Let's start with Cardinal Dolan.
His pluses include his happiness as a priest and his desire to use the media to advance his goals on behalf of the church. After an introverted pope, the thinking goes, the universal church needs an extroverted pope. With Cardinal Dolan, one gets an extrovert.
But upon review, what do we really know about Cardinal Dolan?
For starters, he lacks episcopal experience. He was ordained an auxiliary bishop for the St. Louis archdiocese in 2001. In 2002, he became archbishop of Milwaukee archdiocese. Then in 2009, he came to New York as the new archbishop and became a cardinal in 2012. Meteoric by any measure.
But let's take a closer, albeit brief, look.
In Milwaukee, his performance is less than stellar, especially when it comes to the priest sexual abuse scandal, transferring cemetery funds out of the reach of bankruptcy proceedings and operating with not the fullest of transparency. He got high marks for being a baseball-, hot dog- and beer-loving archbishop.
In New York, his attempt to dissuade the state's legislature and broader community against marriage equality was feeble at best. In fact, during the most crucial, final days prior to the vote, Cardinal Dolan was in Seattle, attending a U.S. bishops meeting he was leading. New York Gov. Andrew Cuomo, a practicing Catholic, and New York City Mayor Michael Bloomberg marshaled enough support to pass the legislation and enact the law. Irrespective of one's view of marriage equality, Cardinal Dolan seemed to have checked out of that political fight at the most crucial time.
As president of the U.S. Conference of Catholic Bishops, Cardinal Dolan's leadership on the HHS contraception mandate has been checkered, to say the least. He has been silent when a number of his fellow bishops hurled awful comments at President Barack Obama.
Early on in this dispute, Cardinal Dolan voluntarily said that "best thing U.S. bishops did" was hiring an attractive woman to lead the anti-abortion fight. He also said in a speech that perhaps a doctor ought to prescribe a prostitute to help a man with a sexual dysfunction. Hardly the kind of prudence necessary to be pope.
Moreover, Cardinal Dolan offered up for a vote a very poorly conceived and written statement on the economy at November's U.S. bishops' meeting, which was withdrawn after withering criticism. A novice move. Concerns exist about Cardinal Dolan's lack of understanding of how to properly deploy USCCB staff without micromanaging them.
It remains unclear whether Cardinal Dolan can actually manage the New York archdiocese. Some believe Cardinal Dolan is very weak administratively.
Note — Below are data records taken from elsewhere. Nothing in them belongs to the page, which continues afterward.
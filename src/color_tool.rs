//! The assembled tool: wheel and value bar, selection readout, search and
//! match results, plus the background catalog load.

use floem::ext_event::create_ext_action;
use floem::prelude::*;
use floem::reactive::{RwSignal, Scope, SignalUpdate, SignalWith};

use crate::catalog::CatalogSource;
use crate::color_wheel::color_wheel;
use crate::constants;
#[cfg(all(feature = "eyedropper", target_os = "macos"))]
use crate::eyedropper::eyedropper_button;
use crate::inputs::{copy_button, hex_input, search_bar};
use crate::match_panel::match_panel;
use crate::session::ColorSession;
use crate::value_bar::value_bar;

/// Fetch and parse `source` on a worker thread and hand the result to
/// `session` on the UI thread.
///
/// Only the first call per session starts a fetch; later calls are no-ops.
pub fn spawn_catalog_load(session: RwSignal<ColorSession>, source: Box<dyn CatalogSource>) {
    let mut claimed = false;
    session.update(|s| claimed = s.begin_load());
    if !claimed {
        log::debug!("Catalog load already started; ignoring {}", source.describe());
        return;
    }

    let describe = source.describe();
    log::info!("Loading catalog from {describe}");
    // Owned by the calling view's scope so the trigger is dropped with it.
    let send = create_ext_action(Scope::current(), move |result| {
        session.update(|s| s.finish_load(result));
    });
    let spawned = std::thread::Builder::new()
        .name("catalog-load".to_string())
        .spawn(move || send(source.load()));
    if let Err(e) = spawned {
        log::error!("Failed to start catalog load for {describe}: {e}");
        session.update(|s| s.finish_load(Err(e.into())));
    }
}

fn selection_row(session: RwSignal<ColorSession>) -> impl IntoView {
    h_stack((
        #[cfg(all(feature = "eyedropper", target_os = "macos"))]
        eyedropper_button(session),
        empty().style(move |s| {
            let rgb = session.with(|s| s.selection().rgb);
            s.width(24.0)
                .height(24.0)
                .border_radius(12.0)
                .border(1.0)
                .border_color(Color::rgb8(180, 180, 180))
                .background(Color::rgb8(rgb.r, rgb.g, rgb.b))
        }),
        label(move || session.with(|s| s.selection().rgb_text)).style(|s| {
            s.font_size(constants::INPUT_FONT)
                .font_family("monospace".to_string())
                .min_width(80.0)
        }),
        empty().style(|s| s.flex_grow(1.0)),
        hex_input(session),
        copy_button(move || session.with_untracked(|s| s.selection().hex)),
    ))
    .style(|s| s.gap(constants::GAP).items_center())
}

/// Lays out the whole tool over `session`.
pub(crate) fn color_tool(session: RwSignal<ColorSession>) -> impl IntoView {
    v_stack((
        h_stack((
            color_wheel(session),
            value_bar(session).style(|s| s.height_full()),
        ))
        .style(|s| s.gap(constants::GAP)),
        selection_row(session),
        search_bar(session),
        match_panel(session),
    ))
    .style(|s| {
        s.gap(constants::GAP)
            .padding(constants::PADDING)
            .size_full()
            .background(Color::rgb8(242, 242, 242))
    })
}

#[cfg(test)]
mod tests {
    use super::*;
    use crate::catalog::{LoadState, TextSource};

    #[test]
    fn second_load_is_not_spawned() {
        let session = RwSignal::new(ColorSession::default());
        session.update(|s| {
            assert!(s.begin_load());
        });
        spawn_catalog_load(
            session,
            Box::new(TextSource("name,hex\nRed,#ff0000\n".to_string())),
        );
        session.with_untracked(|s| {
            assert_eq!(s.catalog().state(), LoadState::Loading);
            assert!(s.catalog().is_empty());
        });
    }
}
With the appointment of New York's vicar general, Bishop Dennis Sullivan, to become the new bishop of Camden, N.J., additional administrative demands will be on Cardinal Dolan.
Whether it's Cardinal Dolan's administrative inexperience or a constitutional disinclination to administration, the next pope has to pay attention to basic management of the Vatican. It takes hard work, focus and follow-through away from the cameras or the ballpark. For the last two papacies, proper management or stewardship of the governing apparatus of the church has been left unattended.
Cardinal Dolan is not a well-traveled priest and lacks a global reputation (beyond widely circulated media reports). Cardinal Dolan lacks the deep, theological writing skills, or at least he has not demonstrated them since he's been a priest.
He is not a linguist, a trait so necessary for the leader of the universal church. It is true that at the last consistory, Cardinal Dolan gave a speech in Italian that was well-received by the other cardinals, the only constituency that matters in a conclave.
The next pope needs to be fluent in one or more languages critical to the future of the church besides English and Italian. The church does not need a pope traveling with a bag of Rosetta Stone tapes. You can just see it now on the Alitalia papal plane: "Hey, Monsignor: Do you have the Portuguese tape? Are we in Brasília yet?"
No, for all of his charisma, the papacy is not in the cards for Cardinal Dolan. The world needs someone other than the Budweiser cardinal from New York.
What about Cardinal Donald Wuerl?
Cardinal Wuerl is a serious person for sure. He is a hardworking priest. He is a seasoned bishop, having served as an auxiliary bishop in the Seattle archdiocese for just under two years then as bishop of the Pittsburgh diocese for 18 years. He has been the archbishop of Washington, D.C., since 2006, and was elevated to the College of Cardinals in 2010. Cardinal Wuerl is an experienced bishop, that is without question.
According to his official biography:
Cardinal Wuerl is known for his teaching ministry and is involved nationally and internationally in education, health care and social service organizations. He is the author of numerous articles and books, including the best-selling cathecisms, The Teaching of Christ and The Catholic Way. His recent books include, Seek First the Kingdom (2012), Faith That Transforms Us: Reflections on the Creed (January 2013), and New Evangelization: Passing on the Catholic Faith Today (January 2013).
The perennially gaunt cardinal has never been accused of having rock-star charisma. He is a loyal churchman. Cautious, perhaps to a fault. Not known as a global figure by any stretch, nor does he possesses the ability to speak and write in three, four or five languages.
Cardinal Wuerl is playing a critical role now in his current post by bringing a moderating voice to matters of federal public policy. Now more than ever, the U.S. church needs balanced, moderating voices. Cardinal Wuerl is where he needs to be: in Washington, not Rome.
Yes, both Cardinals Dolan and Wuerl will be critically important contributors to the development of a consensus necessary to elect the next pope, that is certain.
But no, the next pope will not be from the United States.